Times of India. Chidanand Rajghatta, TNN 2 September 2009, 12:01am IST
The bottom line is that the Pakistani program is larger, more potent and more lethal than India could have ever imagined. The Pakistan Nuclear program has moved light years beyond the Heavy Enriched Uranium and has now firmly gone beyond Plutonium and Tritium usage. Though Hans Kristensen didn’t quiet say it–but he did inform the TOI and other news sources that the Pakistani Nuclear program is beyond the Hydrogen Bomb stage–this makes it a very advanced program.

Shaheen II gaining altitude
NEW DELHI, Sept. 2 (Xinhua) — Indian Army Chief Gen. Deepak Kapoor said on Wednesday that Pakistan was going well beyond deterrence after reports Islamabad had increased its nuclear arsenal and was working to add cruise missiles.

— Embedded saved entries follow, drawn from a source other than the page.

//! The per-node synchronization monitor: readers, writers and a cleaner,
//! arbitrated by one mutex, three condition variables, and a "ticket"
//! telling a waiter which class was just admitted.
//!
//! This is a direct translation of the `start_reading`/`finish_reading`/
//! `start_writing`/`finish_writing`/`start_cleaning` state machine from the
//! original C `Node.c`, built on `parking_lot::Mutex`/`Condvar` the way the
//! teacher crate (`nox-recycling-tree`) already depends on `parking_lot`.
//!
//! The child table lives behind the same mutex conceptually (see
//! `SPEC_FULL.md` §4.1), but `start_reading`/`start_writing` only hold the
//! mutex for the bookkeeping step and release it before the caller touches
//! any data — the admitted thread reads/writes the children table without
//! re-taking the mutex, exactly as the original monitor does. Rust's borrow
//! checker can't see that the admission protocol already serializes
//! conflicting access, so the table is kept in an `UnsafeCell` and exposed
//! only through the `ReadGuard`/`WriteGuard` returned by `start_reading`/
//! `start_writing`; the existence of a guard is itself the proof of
//! admission. The same technique is how `std::sync::RwLock` and
//! `parking_lot::RwLock` are built internally.

use crate::children::ChildTable;
use parking_lot::{Condvar, Mutex};
use std::cell::UnsafeCell;

#[derive(Clone, Copy, PartialEq, Eq)]
enum Change {
    /// No outgoing signal is pending.
    None,
    /// The next waiter to wake is a writer.
    Writer,
    /// The next waiter(s) to wake are readers.
    Reader,
    /// The next waiter to wake is the cleaner.
    Cleaner,
}

struct Counters {
    rcount: u32,
    wcount: u32,
    rwait: u32,
    wwait: u32,
    cwait: u32,
    /// Remaining size of the current reader-admission batch; `None` while
    /// no cascade is in progress (the C source's `r_to_let_in == -1`).
    r_to_let_in: Option<u32>,
    change: Change,
    to_delete: bool,
}

impl Counters {
    const fn new() -> Self {
        Counters {
            rcount: 0,
            wcount: 0,
            rwait: 0,
            wwait: 0,
            cwait: 0,
            r_to_let_in: None,
            change: Change::None,
            to_delete: false,
        }
    }
}

pub(crate) struct Monitor {
    state: Mutex<Counters>,
    readers: Condvar,
    writers: Condvar,
    cleaner: Condvar,
    children: UnsafeCell<ChildTable>,
}

// SAFETY: `children` is only ever accessed through `children()`/`children_mut()`,
// and both are only reachable while a caller holds proof of admission (a
// `ReadGuard` or `WriteGuard`), which the monitor's own state machine
// guarantees is mutually exclusive with conflicting access.
unsafe impl Sync for Monitor {}

impl Monitor {
    pub(crate) fn new() -> Self {
        Monitor {
            state: Mutex::new(Counters::new()),
            readers: Condvar::new(),
            writers: Condvar::new(),
            cleaner: Condvar::new(),
            children: UnsafeCell::new(ChildTable::new()),
        }
    }

    /// # Safety
    /// The caller must currently hold reading, writing, or cleaning
    /// admission on this monitor.
    pub(crate) unsafe fn children(&self) -> &ChildTable {
        unsafe { &*self.children.get() }
    }

    /// # Safety
    /// The caller must currently hold writing or cleaning admission on this
    /// monitor.
    pub(crate) unsafe fn children_mut(&self) -> &mut ChildTable {
        unsafe { &mut *self.children.get() }
    }

    pub(crate) fn start_reading(&self) {
        let mut state = self.state.lock();
        while state.wcount + state.wwait > 0 && state.change != Change::Reader {
            state.rwait += 1;
            self.readers.wait(&mut state);
            state.rwait -= 1;
        }

        state.rcount += 1;

        if state.rwait > 0 && state.r_to_let_in != Some(0) {
            let remaining = state.r_to_let_in.unwrap_or(state.rwait);
            state.r_to_let_in = Some(remaining - 1);
            state.change = Change::Reader;
            self.readers.notify_one();
        } else {
            state.change = Change::None;
        }
    }

    pub(crate) fn finish_reading(&self) {
        let mut state = self.state.lock();
        state.rcount -= 1;
        if state.rcount > 0 {
            return;
        }

        if state.to_delete {
            // Readers are never waiting at this point under the tree-level
            // invariant that an unlinked node admits no new traversals, but
            // the original protocol handles it defensively anyway. There is
            // no manual `free` here: once this is the last reader, dropping
            // the `Arc<Node>` clone that was used to call `start_reading`
            // (see `node.rs`) is what actually reclaims the node.
            if state.rwait > 0 {
                state.r_to_let_in = Some(state.rwait.saturating_sub(1));
                state.change = Change::Reader;
                self.readers.notify_one();
            }
            return;
        }

        state.r_to_let_in = None;
        if state.wwait > 0 {
            state.change = Change::Writer;
            self.writers.notify_one();
        } else if state.rwait > 0 {
            state.change = Change::Reader;
            self.readers.notify_one();
        } else if state.cwait > 0 {
            state.change = Change::Cleaner;
            self.cleaner.notify_one();
        }
    }

    pub(crate) fn start_writing(&self) {
        let mut state = self.state.lock();
        while state.wcount + state.rcount + state.rwait > 0 && state.change != Change::Writer {
            state.wwait += 1;
            self.writers.wait(&mut state);
            state.wwait -= 1;
        }

        state.change = Change::None;
        state.wcount += 1;
    }

    pub(crate) fn finish_writing(&self) {
        let mut state = self.state.lock();
        state.wcount -= 1;

        if state.rwait > 0 {
            state.change = Change::Reader;
            self.readers.notify_one();
        } else if state.wwait > 0 {
            state.change = Change::Writer;
            self.writers.notify_one();
        } else if state.cwait > 0 {
            state.change = Change::Cleaner;
            self.cleaner.notify_one();
        }
    }

    pub(crate) fn start_cleaning(&self) {
        let mut state = self.state.lock();
        while state.wcount + state.wwait + state.rcount + state.rwait > 0
            && state.change != Change::Cleaner
        {
            state.cwait += 1;
            self.cleaner.wait(&mut state);
            state.cwait -= 1;
        }
        state.change = Change::None;
    }

    pub(crate) fn waiting_writers(&self) -> usize {
        self.state.lock().wwait as usize
    }

    pub(crate) fn set_to_delete(&self) {
        self.state.lock().to_delete = true;
    }
}

#[cfg(test)]
mod tests {
    use super::*;
    use std::sync::Arc;
    use std::thread;
    use std::time::Duration;

    #[test]
    fn single_writer_then_readers() {
        let m = Arc::new(Monitor::new());
        m.start_writing();
        m.finish_writing();
        m.start_reading();
        m.start_reading();
        m.finish_reading();
        m.finish_reading();
    }

    #[test]
    fn writer_excludes_reader_until_finished() {
        let m = Arc::new(Monitor::new());
        m.start_writing();

        let m2 = Arc::clone(&m);
        let reader = thread::spawn(move || {
            m2.start_reading();
            m2.finish_reading();
        });

        thread::sleep(Duration::from_millis(20));
        m.finish_writing();
        reader.join().unwrap();
    }

    #[test]
    fn cleaner_waits_for_quiescence() {
        let m = Arc::new(Monitor::new());
        m.start_reading();

        let m2 = Arc::clone(&m);
        let cleaner = thread::spawn(move || {
            m2.start_cleaning();
        });

        thread::sleep(Duration::from_millis(20));
        m.finish_reading();
        cleaner.join().unwrap();
    }

    #[test]
    fn waiting_writers_reports_pending_writers() {
        let m = Arc::new(Monitor::new());
        m.start_reading();
        assert_eq!(m.waiting_writers(), 0);

        let m2 = Arc::clone(&m);
        let writer = thread::spawn(move || {
            m2.start_writing();
            m2.finish_writing();
        });

        thread::sleep(Duration::from_millis(20));
        assert_eq!(m.waiting_writers(), 1);
        m.finish_reading();
        writer.join().unwrap();
    }
}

“There were certain degrees of deterrence and the figure of 70 to 90 nuclear warheads directed against a country certainly goes beyond the concept of deterrence,” Kapoor said in the western Indian city of Pune.
“It is a matter of concern for us,” he added.
Gen. Kapoor was commenting on an article published in the Bulletin of the Atomic Scientist about the enhanced nuclear arsenal of neighboring Pakistan.
“A new nuclear-capable ballistic missile is being readied for deployment, and two nuclear-capable cruise missiles are under development. Two new plutonium production reactors and a second chemical separation facility also are under construction,” said the U.S. journal.
Pakistan has previously denied it is adding to its nuclear warheads. Information Minister Qamar Zaman Kaira said in May his country did not need to expand its nuclear arsenal but would maintain a minimum nuclear deterrence that was essential for its defense and stability. Editor: Mu Xuequan

The Pakistani program was originally based on a Uranium program which has smaller yields. Now the miniaturized nuclear program has been successfully placed on top of very lethal Shaheen II missiles which can reach every nook and corner of Asia and half of Europe. Actually the Pakistani Inter Continental Ballistic Missile Technology (ICBM) allows it to reach all corners of the globe.